==== Data for this task ====

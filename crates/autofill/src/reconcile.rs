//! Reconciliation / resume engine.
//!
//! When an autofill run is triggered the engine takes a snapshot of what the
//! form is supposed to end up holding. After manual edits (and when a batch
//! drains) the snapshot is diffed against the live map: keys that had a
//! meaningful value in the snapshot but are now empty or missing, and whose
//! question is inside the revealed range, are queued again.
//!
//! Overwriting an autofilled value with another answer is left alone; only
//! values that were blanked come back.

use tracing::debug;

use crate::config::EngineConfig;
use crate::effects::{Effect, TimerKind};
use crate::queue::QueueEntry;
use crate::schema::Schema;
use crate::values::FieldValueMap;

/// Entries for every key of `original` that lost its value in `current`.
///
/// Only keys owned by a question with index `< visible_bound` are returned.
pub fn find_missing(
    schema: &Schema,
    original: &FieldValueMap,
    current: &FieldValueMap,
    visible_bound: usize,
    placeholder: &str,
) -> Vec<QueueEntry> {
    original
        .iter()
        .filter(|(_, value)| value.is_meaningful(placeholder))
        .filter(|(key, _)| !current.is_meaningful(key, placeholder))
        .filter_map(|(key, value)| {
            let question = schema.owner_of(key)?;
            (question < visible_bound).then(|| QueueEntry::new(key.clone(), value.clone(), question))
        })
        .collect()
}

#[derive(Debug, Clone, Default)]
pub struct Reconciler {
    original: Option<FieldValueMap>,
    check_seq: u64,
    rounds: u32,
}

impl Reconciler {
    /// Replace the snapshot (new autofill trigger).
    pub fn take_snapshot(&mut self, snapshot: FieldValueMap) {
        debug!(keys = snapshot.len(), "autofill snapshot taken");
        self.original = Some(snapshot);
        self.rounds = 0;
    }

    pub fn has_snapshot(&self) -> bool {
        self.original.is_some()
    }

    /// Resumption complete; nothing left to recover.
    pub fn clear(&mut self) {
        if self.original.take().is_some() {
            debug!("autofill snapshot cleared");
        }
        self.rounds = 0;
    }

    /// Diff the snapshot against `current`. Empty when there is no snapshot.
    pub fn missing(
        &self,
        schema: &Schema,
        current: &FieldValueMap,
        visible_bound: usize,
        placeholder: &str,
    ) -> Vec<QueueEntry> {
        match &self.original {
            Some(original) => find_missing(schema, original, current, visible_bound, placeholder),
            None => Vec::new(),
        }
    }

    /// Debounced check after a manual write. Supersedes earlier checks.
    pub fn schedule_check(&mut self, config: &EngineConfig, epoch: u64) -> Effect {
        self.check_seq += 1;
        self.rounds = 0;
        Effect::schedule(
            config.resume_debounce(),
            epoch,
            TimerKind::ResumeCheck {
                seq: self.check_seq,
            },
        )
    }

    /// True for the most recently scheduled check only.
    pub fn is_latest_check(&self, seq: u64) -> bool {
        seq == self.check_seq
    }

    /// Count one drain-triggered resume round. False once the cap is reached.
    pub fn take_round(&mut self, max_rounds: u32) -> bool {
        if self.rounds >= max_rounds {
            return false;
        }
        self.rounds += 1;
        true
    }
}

====
==== Data for this task ====

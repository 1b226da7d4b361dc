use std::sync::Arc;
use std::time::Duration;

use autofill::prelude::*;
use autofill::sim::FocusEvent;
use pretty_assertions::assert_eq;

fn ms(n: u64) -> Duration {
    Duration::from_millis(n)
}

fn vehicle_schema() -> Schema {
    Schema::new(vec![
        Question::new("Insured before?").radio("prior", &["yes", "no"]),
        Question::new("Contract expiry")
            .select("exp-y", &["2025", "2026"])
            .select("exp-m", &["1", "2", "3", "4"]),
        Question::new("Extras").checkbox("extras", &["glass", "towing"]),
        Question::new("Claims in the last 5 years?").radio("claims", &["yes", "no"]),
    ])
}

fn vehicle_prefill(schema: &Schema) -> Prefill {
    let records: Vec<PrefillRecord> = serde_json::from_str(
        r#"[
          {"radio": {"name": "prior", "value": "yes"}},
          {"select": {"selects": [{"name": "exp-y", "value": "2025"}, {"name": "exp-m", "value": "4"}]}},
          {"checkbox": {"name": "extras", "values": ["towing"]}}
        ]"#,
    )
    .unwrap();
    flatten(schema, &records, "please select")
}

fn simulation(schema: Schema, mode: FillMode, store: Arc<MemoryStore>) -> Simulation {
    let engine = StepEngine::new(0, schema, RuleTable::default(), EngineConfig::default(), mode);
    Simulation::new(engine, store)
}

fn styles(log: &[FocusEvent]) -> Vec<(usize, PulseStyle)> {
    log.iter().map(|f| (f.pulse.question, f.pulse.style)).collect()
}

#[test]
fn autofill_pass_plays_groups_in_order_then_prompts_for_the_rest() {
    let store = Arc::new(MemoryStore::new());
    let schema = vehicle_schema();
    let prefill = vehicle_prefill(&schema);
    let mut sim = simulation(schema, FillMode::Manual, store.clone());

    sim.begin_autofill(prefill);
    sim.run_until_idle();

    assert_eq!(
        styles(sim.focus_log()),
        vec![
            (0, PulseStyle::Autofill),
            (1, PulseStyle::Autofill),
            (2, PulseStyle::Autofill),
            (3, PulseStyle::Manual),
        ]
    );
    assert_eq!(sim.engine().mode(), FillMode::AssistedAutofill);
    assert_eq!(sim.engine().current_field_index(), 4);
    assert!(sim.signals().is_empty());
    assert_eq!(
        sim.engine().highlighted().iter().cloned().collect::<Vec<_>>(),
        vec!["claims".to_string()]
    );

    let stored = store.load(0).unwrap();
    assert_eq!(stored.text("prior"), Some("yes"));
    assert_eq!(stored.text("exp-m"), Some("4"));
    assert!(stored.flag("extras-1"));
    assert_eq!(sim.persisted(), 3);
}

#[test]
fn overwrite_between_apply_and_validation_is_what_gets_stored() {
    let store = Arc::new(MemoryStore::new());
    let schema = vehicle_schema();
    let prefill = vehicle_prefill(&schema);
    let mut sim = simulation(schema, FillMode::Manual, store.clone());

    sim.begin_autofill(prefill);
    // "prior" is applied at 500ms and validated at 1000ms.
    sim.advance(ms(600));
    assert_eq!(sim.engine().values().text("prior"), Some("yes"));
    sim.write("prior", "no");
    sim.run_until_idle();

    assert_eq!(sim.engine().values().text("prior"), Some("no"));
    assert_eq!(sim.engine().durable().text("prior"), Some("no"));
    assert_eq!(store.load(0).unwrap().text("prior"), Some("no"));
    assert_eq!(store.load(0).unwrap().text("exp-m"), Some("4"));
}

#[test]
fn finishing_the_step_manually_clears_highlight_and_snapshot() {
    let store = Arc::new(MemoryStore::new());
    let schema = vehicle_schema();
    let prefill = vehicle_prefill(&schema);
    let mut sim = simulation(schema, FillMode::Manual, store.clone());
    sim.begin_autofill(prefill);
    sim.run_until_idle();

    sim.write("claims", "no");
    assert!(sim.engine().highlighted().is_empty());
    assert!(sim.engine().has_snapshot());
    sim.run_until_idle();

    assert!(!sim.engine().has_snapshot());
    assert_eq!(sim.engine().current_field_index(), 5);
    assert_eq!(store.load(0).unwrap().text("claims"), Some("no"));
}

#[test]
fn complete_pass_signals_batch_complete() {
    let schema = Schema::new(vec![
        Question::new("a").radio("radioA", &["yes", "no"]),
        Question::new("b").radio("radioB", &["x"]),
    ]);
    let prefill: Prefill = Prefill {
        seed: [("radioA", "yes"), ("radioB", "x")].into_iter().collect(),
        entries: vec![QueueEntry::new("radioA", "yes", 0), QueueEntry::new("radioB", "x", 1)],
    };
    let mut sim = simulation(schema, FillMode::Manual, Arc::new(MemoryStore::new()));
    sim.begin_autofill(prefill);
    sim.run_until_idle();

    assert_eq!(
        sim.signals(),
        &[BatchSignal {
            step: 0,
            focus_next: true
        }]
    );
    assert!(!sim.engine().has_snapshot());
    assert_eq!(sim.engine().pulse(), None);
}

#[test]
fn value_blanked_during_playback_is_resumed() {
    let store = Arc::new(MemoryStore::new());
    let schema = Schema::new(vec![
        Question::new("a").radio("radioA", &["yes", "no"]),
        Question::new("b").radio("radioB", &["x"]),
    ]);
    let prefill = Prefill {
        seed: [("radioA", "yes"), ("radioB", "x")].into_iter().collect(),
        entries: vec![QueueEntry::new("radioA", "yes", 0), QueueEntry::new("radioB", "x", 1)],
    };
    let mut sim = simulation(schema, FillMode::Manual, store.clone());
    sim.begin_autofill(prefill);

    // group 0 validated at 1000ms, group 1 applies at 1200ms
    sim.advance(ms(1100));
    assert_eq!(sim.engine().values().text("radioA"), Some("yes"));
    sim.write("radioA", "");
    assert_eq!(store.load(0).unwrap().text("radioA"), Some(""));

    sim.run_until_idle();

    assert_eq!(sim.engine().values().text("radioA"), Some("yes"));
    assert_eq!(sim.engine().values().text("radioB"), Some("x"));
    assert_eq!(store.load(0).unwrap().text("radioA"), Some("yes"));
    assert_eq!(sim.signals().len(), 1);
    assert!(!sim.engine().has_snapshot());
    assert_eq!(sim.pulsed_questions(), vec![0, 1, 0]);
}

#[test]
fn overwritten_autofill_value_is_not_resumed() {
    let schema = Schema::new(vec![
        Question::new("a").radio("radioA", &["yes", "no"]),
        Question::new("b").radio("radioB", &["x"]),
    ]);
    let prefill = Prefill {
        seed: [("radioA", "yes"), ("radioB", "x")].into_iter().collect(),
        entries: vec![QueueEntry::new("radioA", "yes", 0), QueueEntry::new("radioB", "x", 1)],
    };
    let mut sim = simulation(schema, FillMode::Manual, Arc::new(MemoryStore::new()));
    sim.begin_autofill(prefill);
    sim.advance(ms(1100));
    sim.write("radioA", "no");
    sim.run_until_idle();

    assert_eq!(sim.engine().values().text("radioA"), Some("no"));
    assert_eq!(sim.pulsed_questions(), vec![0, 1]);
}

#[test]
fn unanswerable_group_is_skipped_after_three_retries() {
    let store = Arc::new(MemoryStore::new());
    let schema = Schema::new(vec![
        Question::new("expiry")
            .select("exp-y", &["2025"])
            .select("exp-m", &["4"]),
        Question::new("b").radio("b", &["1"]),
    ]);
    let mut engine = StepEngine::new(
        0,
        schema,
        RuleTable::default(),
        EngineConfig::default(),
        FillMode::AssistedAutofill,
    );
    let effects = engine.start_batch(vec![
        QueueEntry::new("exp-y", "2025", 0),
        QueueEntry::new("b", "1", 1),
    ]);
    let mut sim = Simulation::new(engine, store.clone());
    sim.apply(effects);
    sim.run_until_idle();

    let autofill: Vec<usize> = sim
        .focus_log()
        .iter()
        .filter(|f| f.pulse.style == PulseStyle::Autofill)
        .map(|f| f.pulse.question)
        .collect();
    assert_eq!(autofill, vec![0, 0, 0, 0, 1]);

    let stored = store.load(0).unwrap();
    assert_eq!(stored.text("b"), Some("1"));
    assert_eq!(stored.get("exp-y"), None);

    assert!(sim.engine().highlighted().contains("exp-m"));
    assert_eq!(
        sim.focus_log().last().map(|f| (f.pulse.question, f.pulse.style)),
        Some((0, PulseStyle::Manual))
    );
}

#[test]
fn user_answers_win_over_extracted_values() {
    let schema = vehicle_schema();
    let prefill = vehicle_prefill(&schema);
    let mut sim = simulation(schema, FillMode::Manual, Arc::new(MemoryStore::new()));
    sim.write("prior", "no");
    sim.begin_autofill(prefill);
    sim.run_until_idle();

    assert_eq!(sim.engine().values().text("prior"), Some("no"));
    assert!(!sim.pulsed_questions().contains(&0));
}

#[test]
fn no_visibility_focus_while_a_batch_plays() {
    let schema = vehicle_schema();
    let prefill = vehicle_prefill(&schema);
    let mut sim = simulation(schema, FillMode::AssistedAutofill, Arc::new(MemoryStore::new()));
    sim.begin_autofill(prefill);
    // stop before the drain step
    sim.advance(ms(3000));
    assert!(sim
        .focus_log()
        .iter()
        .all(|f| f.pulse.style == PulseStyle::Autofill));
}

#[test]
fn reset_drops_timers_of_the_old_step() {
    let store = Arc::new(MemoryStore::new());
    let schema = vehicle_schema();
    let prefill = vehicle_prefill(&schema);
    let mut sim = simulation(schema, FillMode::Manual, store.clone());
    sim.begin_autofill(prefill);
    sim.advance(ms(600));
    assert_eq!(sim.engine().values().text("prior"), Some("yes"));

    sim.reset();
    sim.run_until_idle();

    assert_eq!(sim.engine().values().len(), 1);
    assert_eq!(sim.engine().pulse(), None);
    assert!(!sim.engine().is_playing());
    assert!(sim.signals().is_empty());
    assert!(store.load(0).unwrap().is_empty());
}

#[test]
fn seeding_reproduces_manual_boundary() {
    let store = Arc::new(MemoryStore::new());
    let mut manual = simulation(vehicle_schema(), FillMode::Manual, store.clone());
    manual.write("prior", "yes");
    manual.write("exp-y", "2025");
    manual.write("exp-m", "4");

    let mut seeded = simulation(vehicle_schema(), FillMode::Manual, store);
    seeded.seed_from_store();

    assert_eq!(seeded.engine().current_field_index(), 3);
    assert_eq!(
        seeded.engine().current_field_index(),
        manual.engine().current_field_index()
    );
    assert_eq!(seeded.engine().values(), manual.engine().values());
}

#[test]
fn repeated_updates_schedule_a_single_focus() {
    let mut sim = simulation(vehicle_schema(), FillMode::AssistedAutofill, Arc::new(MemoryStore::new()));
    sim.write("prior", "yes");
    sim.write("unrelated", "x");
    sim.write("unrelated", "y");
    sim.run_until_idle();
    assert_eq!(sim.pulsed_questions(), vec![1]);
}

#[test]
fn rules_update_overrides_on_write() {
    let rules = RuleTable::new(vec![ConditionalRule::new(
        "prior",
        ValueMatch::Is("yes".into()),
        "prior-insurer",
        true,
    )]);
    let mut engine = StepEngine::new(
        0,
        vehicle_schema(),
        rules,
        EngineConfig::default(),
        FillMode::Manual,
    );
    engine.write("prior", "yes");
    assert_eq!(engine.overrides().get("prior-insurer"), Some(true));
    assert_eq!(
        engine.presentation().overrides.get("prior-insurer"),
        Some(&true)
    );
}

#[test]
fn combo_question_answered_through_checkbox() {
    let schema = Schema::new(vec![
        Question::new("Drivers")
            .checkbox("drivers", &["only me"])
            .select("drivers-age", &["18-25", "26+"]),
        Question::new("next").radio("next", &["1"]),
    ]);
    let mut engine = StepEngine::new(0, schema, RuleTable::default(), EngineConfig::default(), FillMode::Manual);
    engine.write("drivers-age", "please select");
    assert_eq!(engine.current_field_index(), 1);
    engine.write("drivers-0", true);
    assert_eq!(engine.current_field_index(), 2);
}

====

» Your instructions
From the material above, retype precisely the lines between the line holding "filename crates/autofill/src/reconcile.rs" and the line holding "blanked come back.", inclusive, and nothing beyond them.

» Response for this exercise
filename crates/autofill/src/reconcile.rs
//! Reconciliation / resume engine.
//!
//! When an autofill run is triggered the engine takes a snapshot of what the
//! form is supposed to end up holding. After manual edits (and when a batch
//! drains) the snapshot is diffed against the live map: keys that had a
//! meaningful value in the snapshot but are now empty or missing, and whose
//! question is inside the revealed range, are queued again.
//!
//! Overwriting an autofilled value with another answer is left alone; only
//! values that were blanked come back.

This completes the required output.